Last week Pope Francis disappointed advocates for the ordination of women. His previous statements on the death penalty and Communion for the remarried had encouraged their hopes. If the Pope could apparently disregard previous teaching on these matters, they thought, why could he not announce that the Church will sacramentally ordain deaconesses?
First at an in-flight press conference, then at a meeting of nuns, Pope Francis punctured these hopes. “In regard to the diaconate we must see what was there at the beginning of revelation, if there was something, let it grow and it arrives, but if there was not, if the Lord didn’t want a sacramental ministry for women, it can’t go forward. For this reason we go to history and to dogma.” He pointedly added: “If anyone wants to found another church, they are free.”
Even as Francis denied that the Church can sacramentally ordain women, he seemed to hint that it can informally reverse itself on other matters. “I have clearly stated that the death penalty is unacceptable, it is immoral. 50 years ago, no … but there has been a better understanding of morality,” he said. “The way we understand our faith today is better than in the pre-Vatican II period.”
When the stewards of an ancient tradition suggest that previously all men were mad, confusion is the inevitable result. Some commentators asked why such a “better understanding” could not emerge on the matter of women’s ordination. Such questions are natural given the confused and confusing way “development of doctrine” has been invoked for the past 50 years. Blessed John Henry Newman’s understanding of the term was essentially conservative; those who invoke it today usually do so to justify a more or less direct reversal.
In 1964, Evelyn Waugh lamented the drastic reforms taking place in Catholic life: “It never occurred to me … that the Church was susceptible of change. I was wrong and I have seen a superficial revolution in what then seemed permanent.”
What Waugh regretted, others have celebrated. If the Church can discard its ancient liturgy, why can it not do the same with doctrine? The supposedly dead weight of the past – what they see as puritanical strictures against birth control, homophobic passages of St Paul, Christ’s “cruel” words about divorce – might be thrown off at last.
In 2001, Cardinal Walter Kasper cited recent changes in Catholic practice to justify a change of teaching on Communion for the remarried: “Our people are well aware of the flexibility of laws and regulations; they have experienced a great deal of it over the past decades.
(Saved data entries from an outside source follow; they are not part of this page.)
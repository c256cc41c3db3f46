use regex::Regex;
use url::Url;

/// Decides whether a site variant can capture a URL.
///
/// A URL is supported when its scheme is http or https, its host matches the
/// domain pattern in full, and the remainder (path without the leading slash,
/// plus `?query` when present) starts with a match of any path pattern.
#[derive(Debug, Clone)]
pub struct PageMatcher {
    domain: Regex,
    patterns: Vec<Regex>,
}

impl PageMatcher {
    /// Compile a matcher. Patterns are regular expressions; invalid ones are a
    /// programming error and reported as such.
    pub fn new(domain: &str, patterns: &[&str]) -> Result<Self, regex::Error> {
        let domain = Regex::new(&format!("^(?:{})$", domain))?;
        let patterns = patterns
            .iter()
            .map(|p| Regex::new(&format!("^(?:{})", p)))
            .collect::<Result<Vec<_>, _>>()?;
        Ok(Self { domain, patterns })
    }

    pub fn supports(&self, url: &str) -> bool {
        let Ok(parsed) = Url::parse(url) else {
            return false;
        };
        if !matches!(parsed.scheme(), "http" | "https") || parsed.port().is_some() {
            return false;
        }
        if !parsed.host_str().is_some_and(|host| self.domain.is_match(host)) {
            return false;
        }

        let mut rest = parsed.path().trim_start_matches('/').to_string();
        if let Some(query) = parsed.query() {
            rest.push('?');
            rest.push_str(query);
        }
        self.patterns.iter().any(|pattern| pattern.is_match(&rest))
    }
}

#[cfg(test)]
mod tests {
    use super::*;

    const DOMAIN: &str = r"www\.example\.co\.jp";
    const PATTERNS: [&str; 3] = [
        r"manga/official/\d+",
        r"manga/viewManga/(\?.*no=)?\d+",
        r"manga/official/\d+/\d+",
    ];

    fn matcher(patterns: &[&str]) -> PageMatcher {
        PageMatcher::new(DOMAIN, patterns).unwrap()
    }

    #[test]
    fn test_supports_matching_urls() {
        let m = matcher(&PATTERNS);
        assert!(m.supports("https://www.example.co.jp/manga/official/123"));
        assert!(m.supports("http://www.example.co.jp/manga/official/123/456"));
        assert!(m.supports("https://www.example.co.jp/manga/viewManga/?no=42"));
        assert!(m.supports("https://www.example.co.jp/manga/viewManga/?title=a&no=42"));
    }

    #[test]
    fn test_rejects_other_urls() {
        let m = matcher(&PATTERNS);
        assert!(!m.supports("ftp://www.example.co.jp/manga/official/123"));
        assert!(!m.supports("https://evil.www.example.co.jp/manga/official/123"));
        assert!(!m.supports("https://www.example.co.jp.evil.com/manga/official/123"));
        assert!(!m.supports("https://www.example.co.jp/manga/official/"));
        assert!(!m.supports("https://www.example.co.jp/books/official/123"));
        assert!(!m.supports("not a url"));
        assert!(!m.supports(""));
    }

    #[test]
    fn test_end_anchor_in_pattern() {
        let m = PageMatcher::new(r"shop\.example\.jp", &[r"shoshi-\d+/$"]).unwrap();
        assert!(m.supports("https://shop.example.jp/shoshi-100/"));
        assert!(!m.supports("https://shop.example.jp/shoshi-100/reviews"));
        assert!(!m.supports("https://shop.example.jp/shoshi-100"));
    }

    #[test]
    fn test_pattern_order_does_not_change_result() {
        let forward = matcher(&PATTERNS);
        let mut reversed_patterns = PATTERNS;
        reversed_patterns.reverse();
        let reversed = matcher(&reversed_patterns);

        let urls = [
            "https://www.example.co.jp/manga/official/1",
            "https://www.example.co.jp/manga/official/1/2",
            "https://www.example.co.jp/manga/viewManga/?no=7",
            "https://www.example.co.jp/manga/viewManga/abc",
            "https://www.example.co.jp/",
            "https://other.example.com/manga/official/1",
        ];
        for url in urls {
            assert_eq!(forward.supports(url), reversed.supports(url), "{}", url);
        }
    }

    #[test]
    fn test_invalid_pattern_is_reported() {
        assert!(PageMatcher::new(DOMAIN, &["manga/("]).is_err());
    }
}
They lived through changes that no one anticipated or even thought possible.”
In narrow terms, Kasper was wrong. Liturgical changes, however dramatic, do not justify rewriting sacramental theology (perhaps especially when those liturgical changes coincide with a historic collapse in Catholic practice). But in broad terms his observation is hard to deny. Changes to the liturgy and to the way the Church speaks about religious liberty unsettled old habits of piety. In the atmosphere that then arose, revolutionary transformation was eagerly expected. The uninformed layman might be forgiven for thinking that the Church could simply contradict itself.
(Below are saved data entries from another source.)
use anyhow::{Context, Result};
use image::DynamicImage;
use std::io::Write;
use std::path::{Path, PathBuf};
use tracing::debug;

use crate::errors::CaptureError;
use crate::trimmer::normalize_for;
use crate::types::ImageFormat;

/// Pick the directory a capture writes to.
///
/// An empty request means the working directory. A path that does not exist
/// yet is used as-is; otherwise the first free `path-1`, `path-2`, ... is
/// chosen so earlier captures are never merged or overwritten. Nothing is
/// created here.
pub fn resolve_output_directory(requested: &str) -> PathBuf {
    if requested.is_empty() {
        println!("Output to current directory");
        return PathBuf::from(".");
    }

    let trimmed = requested.trim_end_matches('/');
    let base = if trimmed.is_empty() { "/" } else { trimmed };
    if !Path::new(base).exists() {
        return PathBuf::from(base);
    }

    let chosen = (1..)
        .map(|i| PathBuf::from(format!("{}-{}", base, i)))
        .find(|candidate| !candidate.exists())
        .unwrap_or_else(|| PathBuf::from(base));
    println!(
        "Change output directory to '{}' because '{}' already exists",
        chosen.display(),
        requested
    );
    chosen
}

/// Create a directory and any missing parents
pub fn ensure_directory(path: &Path) -> Result<(), CaptureError> {
    if path.is_dir() {
        return Ok(());
    }
    debug!("Creating directory {}", path.display());
    std::fs::create_dir_all(path).map_err(|source| {
        println!("Failed to create directory ({})", path.display());
        CaptureError::DirectoryCreateFailed {
            path: path.to_path_buf(),
            source,
        }
    })
}

/// Encode a frame in the configured format
pub fn save_frame(frame: DynamicImage, path: &Path, format: ImageFormat) -> Result<()> {
    normalize_for(frame, format)
        .save_with_format(path, format.encoding())
        .context(format!("Failed to save {}", path.display()))
}

/// `current/total` progress line rewritten in place
#[derive(Debug, Clone, Copy)]
pub struct Progress {
    total: usize,
}

impl Progress {
    pub fn new(total: usize) -> Self {
        Self { total }
    }

    pub fn line(&self, current: usize) -> String {
        format!("{}/{}", current, self.total)
    }

    pub fn update(&self, current: usize) {
        print!("\r{}", self.line(current));
        let _ = std::io::stdout().flush();
    }

    /// Print the completed line
    pub fn finish(&self) {
        println!("\r{}", self.line(self.total));
    }
}
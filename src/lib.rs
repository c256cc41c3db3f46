//! # autobook
#![allow(clippy::uninlined_format_args)]
//!
//! Pages through online manga and book viewers over WebDriver and saves every
//! page as a trimmed, numbered image sequence.
//!
//! ## Supported sites
//!
//! - Alphapolis manga pages (images fetched directly)
//! - Yahoo! bookstore two-page spread viewer (screenshots)
//! - ebookjapan single-page viewer (screenshots)
//!
//! ## CLI Usage
//!
//! Start a WebDriver first (`geckodriver --port 4444` or
//! `chromedriver --port 9515`), then:
//!
//! ```bash
//! autobook
//! Input URL > https://ebookjapan.yahoo.co.jp/books/123456/A000001/ L
//! Output Path > ~/books/volume-1
//! ```
//!
//! A trailing `L` or `R` forces a left- or right-bound book. `exit` or end of
//! input quits.
//!
//! ## Library Usage
//!
//! ```no_run
//! use autobook::{Browser, BrowserOptions, Config, RunContext, Runner, SiteKind};
//! use autobook::prompt::TerminalPrompter;
//! use autobook::wait::SleepWait;
//!
//! # async fn example() -> anyhow::Result<()> {
//! let config = Config::load(None)?;
//! let browser = Browser::connect(&BrowserOptions::from(&config)).await?;
//! let url = "https://www.alphapolis.co.jp/manga/official/123000";
//!
//! let runner = Runner {
//!     driver: &browser,
//!     prompter: &TerminalPrompter,
//!     wait: &SleepWait,
//!     config: &config,
//!     scratch: autobook::navigator::SCRATCH_SCREENSHOT.into(),
//! };
//! if let Some(kind) = SiteKind::detect(url) {
//!     let outcome = runner.run(kind, url, &[], &mut RunContext::new()).await?;
//!     println!("{:?}", outcome);
//! }
//! # Ok(())
//! # }
//! ```

/// Capture session driving a viewer from first to last frame
pub mod capture;

/// JSON configuration
pub mod config;

/// Browser operations used by the capture and login flows
pub mod driver;

/// Error taxonomy and exit codes
pub mod errors;

/// Yahoo! JAPAN ID login
pub mod login;

/// URL support checks
pub mod matcher;

/// Viewer navigation trait and key bindings
pub mod navigator;

/// Input-line option parsing
pub mod options;

/// Output directories, frame files and progress
pub mod output;

/// Operator prompts
pub mod prompt;

/// Supported stores
pub mod sites;

/// Frame trimming
pub mod trimmer;

/// Shared data types
pub mod types;

/// Delays and bounded polling
pub mod wait;

/// WebDriver browser control
pub mod webdriver;

#[cfg(test)]
mod testing;

pub use config::{Config, SiteConfig};
pub use errors::CaptureError;
pub use sites::{RunContext, Runner, SiteKind};
pub use types::{BindingSide, CaptureTarget, ImageFormat, PageCount, SessionOutcome};
pub use webdriver::{Browser, BrowserOptions, BrowserType};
Closer observers pointed out that the Second Vatican Council had solemnly declared that the new teaching on religious freedom “leaves untouched traditional Catholic doctrine on the moral duty of men and societies toward the true religion and toward the one Church of Christ.” They noted that liturgical changes are not the same as doctrinal changes.
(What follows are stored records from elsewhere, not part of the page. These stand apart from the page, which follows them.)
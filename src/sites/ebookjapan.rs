//! ebookjapan: single-page viewer with a footer page counter.

use async_trait::async_trait;
use image::DynamicImage;
use std::path::PathBuf;
use std::time::Duration;
use tracing::{debug, warn};

use super::{Runner, RunContext, SiteKind, binding_option};
use crate::driver::{BrowserDriver, ViewerKey};
use crate::errors::CaptureError;
use crate::matcher::PageMatcher;
use crate::navigator::{KeyBinding, SCRATCH_SCREENSHOT, ViewerNavigator, screenshot_frame};
use crate::trimmer::ImageTrimmer;
use crate::types::{BindingSide, PageCount, SessionOutcome};
use crate::wait::{POLL_ATTEMPTS, POLL_INTERVAL, SETTLE_DELAY, WaitPolicy, poll_until};

const DOMAIN: &str = r"ebookjapan\.yahoo\.co\.jp";
const PATTERNS: [&str; 1] = [r"books/\d+"];

lazy_static::lazy_static! {
    pub static ref MATCHER: PageMatcher =
        PageMatcher::new(DOMAIN, &PATTERNS).expect("ebookjapan URL patterns");
}

/// Present on product pages only while signed out
const LOGIN_MARKER: &str = ".login";
const READ_BUTTON: &str = ".btn.btn--primary.btn--read";
const READ_LABEL: &str = "読む";
const DEMO_BUTTON: &str = ".book-main__purchase > a.btn";
const DEMO_LABEL: &str = "試し読み";

const CURRENT_PAGE: &str = ".footer__page-output > output";
const TOTAL_PAGES: &str = ".footer__page-output > .total-pages";

/// Page background forced behind the frames so the trimmer finds clean edges
pub const BACKGROUND_COLOR: &str = "#FEFFFD";

/// Viewer chrome left inside the detected content bounds
pub const CHROME_MARGIN: u32 = 58;

pub(super) async fn run(
    runner: &Runner<'_>,
    url: &str,
    options: &[String],
    context: &mut RunContext,
) -> Result<SessionOutcome, CaptureError> {
    let site = runner.site(SiteKind::Ebookjapan);
    if site.needs_login && !context.is_logged_in(SiteKind::Ebookjapan) {
        runner.driver.visit(url).await?;
        if runner.driver.count(LOGIN_MARKER).await? == 0 {
            debug!("Already signed in");
            context.mark_logged_in(SiteKind::Ebookjapan);
        } else if let Some(failed) = runner.ensure_login(SiteKind::Ebookjapan, context).await {
            return Ok(failed);
        }
    }

    println!("Loading page of input url ({})", url);
    runner.driver.visit(url).await?;

    if open_with(runner.driver, READ_BUTTON, READ_LABEL).await? {
        println!("Open main page");
    } else if open_with(runner.driver, DEMO_BUTTON, DEMO_LABEL).await? {
        println!("Open demo page");
    } else {
        println!("Failed to load the page");
        return Ok(SessionOutcome::Aborted("page unavailable".to_string()));
    }

    let Some(output) = runner.ask_output_path()? else {
        return Ok(SessionOutcome::Aborted("input closed".to_string()));
    };
    let target = runner.target(SiteKind::Ebookjapan, url, options, output);
    let mut viewer = Viewer::new(
        runner.driver,
        runner.wait,
        binding_option(options),
        site.bound_on_side,
        site.step_delay(),
    )
    .with_scratch(runner.scratch.clone());
    runner.capture(SiteKind::Ebookjapan, &target, &mut viewer).await
}

/// Click the button at `selector` when it carries `label`
async fn open_with(
    driver: &dyn BrowserDriver,
    selector: &str,
    label: &str,
) -> Result<bool, CaptureError> {
    if driver.text(selector).await?.as_deref().map(str::trim) != Some(label) {
        return Ok(false);
    }
    driver.click(selector).await?;
    Ok(true)
}

/// Leading page number of a counter such as `12 /`
pub fn parse_page_number(text: &str) -> Option<usize> {
    let digits: String = text
        .trim()
        .chars()
        .take_while(|c| c.is_ascii_digit())
        .collect();
    digits.parse().ok()
}

async fn read_number(driver: &dyn BrowserDriver, selector: &str) -> Option<usize> {
    match driver.text(selector).await {
        Ok(text) => text.as_deref().and_then(parse_page_number),
        Err(e) => {
            warn!("Failed to read {}: {}", selector, e);
            None
        }
    }
}

pub struct Viewer<'a> {
    driver: &'a dyn BrowserDriver,
    wait: &'a dyn WaitPolicy,
    explicit: Option<BindingSide>,
    configured: Option<BindingSide>,
    keys: KeyBinding,
    step_delay: Duration,
    scratch: PathBuf,
    /// Counter value seen before the last advance
    shown: Option<usize>,
    advanced: bool,
    /// The page counter rendered while preparing
    ready: bool,
}

impl<'a> Viewer<'a> {
    pub fn new(
        driver: &'a dyn BrowserDriver,
        wait: &'a dyn WaitPolicy,
        explicit: Option<BindingSide>,
        configured: Option<BindingSide>,
        step_delay: Duration,
    ) -> Self {
        Self {
            driver,
            wait,
            explicit,
            configured,
            keys: KeyBinding::for_side(BindingSide::Unknown),
            step_delay,
            scratch: PathBuf::from(SCRATCH_SCREENSHOT),
            shown: None,
            advanced: false,
            ready: false,
        }
    }

    pub fn with_scratch(mut self, scratch: PathBuf) -> Self {
        self.scratch = scratch;
        self
    }

    async fn current_page(&self) -> Option<usize> {
        read_number(self.driver, CURRENT_PAGE).await
    }

    /// Press the left arrow once and see which way the counter moved
    async fn detect_binding_side(&self) -> Option<BindingSide> {
        let before = self.current_page().await?;
        if let Err(e) = self.driver.press(ViewerKey::ArrowLeft).await {
            warn!("Binding detection failed: {}", e);
            return None;
        }
        self.wait.pause(self.step_delay).await;
        let after = self.current_page().await?;
        Some(if after > before {
            BindingSide::Right
        } else {
            BindingSide::Left
        })
    }
}

#[async_trait]
impl ViewerNavigator for Viewer<'_> {
    async fn prepare(&mut self) -> Result<(), CaptureError> {
        self.wait.pause(SETTLE_DELAY).await;
        self.driver
            .execute(&format!(
                "document.body.style.backgroundColor = '{}';",
                BACKGROUND_COLOR
            ))
            .await?;

        let driver = self.driver;
        let shown = poll_until(self.wait, POLL_ATTEMPTS, POLL_INTERVAL, move || async move {
            read_number(driver, CURRENT_PAGE).await
        })
        .await;
        self.ready = shown.is_some();
        if !self.ready {
            warn!("Page counter never appeared");
        }
        Ok(())
    }

    async fn resolve_binding_side(&mut self) -> Result<BindingSide, CaptureError> {
        let detected = if self.ready && self.explicit.is_none() && self.configured.is_none() {
            self.detect_binding_side().await
        } else {
            None
        };
        let side = BindingSide::resolve(self.explicit, self.configured, detected);
        debug!("Binding side {:?}", side);
        self.keys = KeyBinding::for_side(side);
        Ok(side)
    }

    async fn rewind(&mut self) -> Result<(), CaptureError> {
        let mut current = self.current_page().await;
        while let Some(page) = current.filter(|page| *page > 1) {
            self.driver.press(self.keys.previous).await?;
            self.wait.pause(self.step_delay).await;
            current = self.current_page().await;
            if current == Some(page) {
                debug!("Counter stuck at {} while rewinding", page);
                break;
            }
        }
        Ok(())
    }

    async fn discover_page_count(&mut self) -> Result<Option<PageCount>, CaptureError> {
        if !self.ready {
            println!("Failed to get the current page");
            return Ok(None);
        }
        let driver = self.driver;
        let total = poll_until(self.wait, POLL_ATTEMPTS, POLL_INTERVAL, move || async move {
            read_number(driver, TOTAL_PAGES).await.filter(|total| *total > 0)
        })
        .await;
        self.shown = self.current_page().await;
        Ok(total.and_then(PageCount::single))
    }

    /// Past the end once an advance no longer moves the counter forward
    async fn is_terminal(&mut self) -> Result<bool, CaptureError> {
        if !self.advanced {
            return Ok(false);
        }
        let current = self.current_page().await;
        let stalled = match (self.shown, current) {
            (Some(before), Some(after)) => after <= before,
            _ => false,
        };
        self.shown = current;
        Ok(stalled)
    }

    async fn capture(&mut self, _index: usize) -> Result<DynamicImage, CaptureError> {
        screenshot_frame(self.driver, &self.scratch).await
    }

    async fn advance(&mut self) -> Result<(), CaptureError> {
        self.driver.press(self.keys.next).await?;
        self.advanced = true;
        Ok(())
    }

    fn trimmer(&self) -> Option<ImageTrimmer> {
        Some(ImageTrimmer::with_chrome_margin(CHROME_MARGIN))
    }
}

#[cfg(test)]
#[path = "ebookjapan_test.rs"]
mod ebookjapan_test;
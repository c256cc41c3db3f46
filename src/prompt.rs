//! Operator input: URLs, output paths, credentials and challenge answers.

use anyhow::Result;
use std::io::{self, BufRead, Write};

pub trait Prompter: Send + Sync {
    /// Show `prompt` and read one line; `None` at end of input
    fn ask(&self, prompt: &str) -> Result<Option<String>>;

    /// Like [`Prompter::ask`] for values that must not be echoed back in logs
    fn ask_secret(&self, prompt: &str) -> Result<Option<String>> {
        self.ask(prompt)
    }
}

/// Reads from stdin, writes prompts to stdout
#[derive(Debug, Default, Clone, Copy)]
pub struct TerminalPrompter;

impl Prompter for TerminalPrompter {
    fn ask(&self, prompt: &str) -> Result<Option<String>> {
        print!("{}", prompt);
        io::stdout().flush()?;

        let mut input = String::new();
        if io::stdin().lock().read_line(&mut input)? == 0 {
            return Ok(None);
        }
        Ok(Some(input.trim_end_matches(['\r', '\n']).to_string()))
    }
}

#[cfg(test)]
pub(crate) mod scripted {
    use super::*;
    use std::collections::VecDeque;
    use std::sync::Mutex;

    /// Answers prompts from a fixed list and records what was asked
    #[derive(Default)]
    pub struct ScriptedPrompter {
        answers: Mutex<VecDeque<String>>,
        pub asked: Mutex<Vec<String>>,
    }

    impl ScriptedPrompter {
        pub fn new(answers: &[&str]) -> Self {
            Self {
                answers: Mutex::new(answers.iter().map(|a| a.to_string()).collect()),
                asked: Mutex::new(Vec::new()),
            }
        }

        pub fn asked(&self) -> Vec<String> {
            self.asked.lock().unwrap().clone()
        }
    }

    impl Prompter for ScriptedPrompter {
        fn ask(&self, prompt: &str) -> Result<Option<String>> {
            self.asked.lock().unwrap().push(prompt.to_string());
            Ok(self.answers.lock().unwrap().pop_front())
        }
    }
}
But this kind of response has always been insufficient. People are not cold reasoning machines, distinguishing easily between the superficial and the fundamental. Our logical deductions cannot be separated neatly from our habits of prayer. Any faith that aspires to be universal must be open equally to the clever and the simple. If its consistency is only apparent to those who have read deeply in obscure authorities, it risks becoming a paper theory instead of a real and vital body of belief.
Though women’s ordination is of course an impossibility, in one sense its advocates have a point. They are pushing, from the wrong side, against the untenable modus vivendi that has prevailed since the Second Vatican Council. Even some conservative Catholics speak as though the Church could in fact reverse itself on matters like religious freedom and the death penalty. It is now harder than ever to explain why women cannot someday be ordained. Pope Francis’s actions regarding the death penalty and Communion for the remarried have heightened the contradictions, exposing the hermeneutic of continuity to the attacks of Lefebvrists and liberals alike.